WHAT IS REQUIRED:
Scan the entries for the word "name". Every line that has it should be copied.

RECORDS:

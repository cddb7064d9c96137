use std::sync::LazyLock;

use regex::Regex;
use scraper::ElementRef;

static SET_CODE: LazyLock<Regex> =
    LazyLock::new(|| Regex::new(r"images/extensions/([^/]+)/").expect("set code regex"));
static CLAUSE_SPLIT: LazyLock<Regex> =
    LazyLock::new(|| Regex::new(r"[;,.]").expect("clause regex"));
static KEYWORD: LazyLock<Regex> =
    LazyLock::new(|| Regex::new(r"^[A-Z][A-Za-z\- ]{2,}$").expect("keyword regex"));
static INTEGER: LazyLock<Regex> = LazyLock::new(|| Regex::new(r"-?\d+").expect("integer regex"));

/// Text of a node with each text run trimmed and runs joined by one space.
pub fn extract_text(node: ElementRef) -> String {
    node.text()
        .map(str::trim)
        .filter(|s| !s.is_empty())
        .collect::<Vec<_>>()
        .join(" ")
}

/// Every trimmed, non-empty text run under `node`, in document order.
pub fn text_tokens<'a>(node: ElementRef<'a>) -> impl Iterator<Item = &'a str> + 'a {
    node.text().map(str::trim).filter(|s| !s.is_empty())
}

/// `".../images/extensions/orig/012-mini.jpg"` -> `"orig"`.
pub fn set_code_from_path(path: &str) -> Option<String> {
    SET_CODE
        .captures(path)
        .and_then(|caps| caps.get(1))
        .map(|m| m.as_str().to_string())
}

/// Capitalised clauses of the rules text. Heuristic: false positives and
/// misses are expected.
pub fn extract_keywords(text: &str) -> Vec<String> {
    let mut keywords: Vec<String> = Vec::new();
    for clause in CLAUSE_SPLIT.split(text) {
        let clause = clause.trim();
        if clause.is_empty() || !KEYWORD.is_match(clause) {
            continue;
        }
        if !keywords.iter().any(|k| k == clause) {
            keywords.push(clause.to_string());
        }
    }
    keywords
}

/// First signed integer in a stat box: `"Cost: 3"` -> `3`, `"-1"` -> `-1`.
pub fn parse_int(text: &str) -> Option<i64> {
    INTEGER.find(text)?.as_str().parse().ok()
}

/// Lowercased, trimmed name used for identity lookups.
pub fn normalize_name(name: &str) -> String {
    name.trim().to_lowercase()
}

ANSWER SPACE:
/// Lowercased, trimmed name used for identity lookups.
pub fn normalize_name(name: &str) -> String {
    name.trim().to_lowercase()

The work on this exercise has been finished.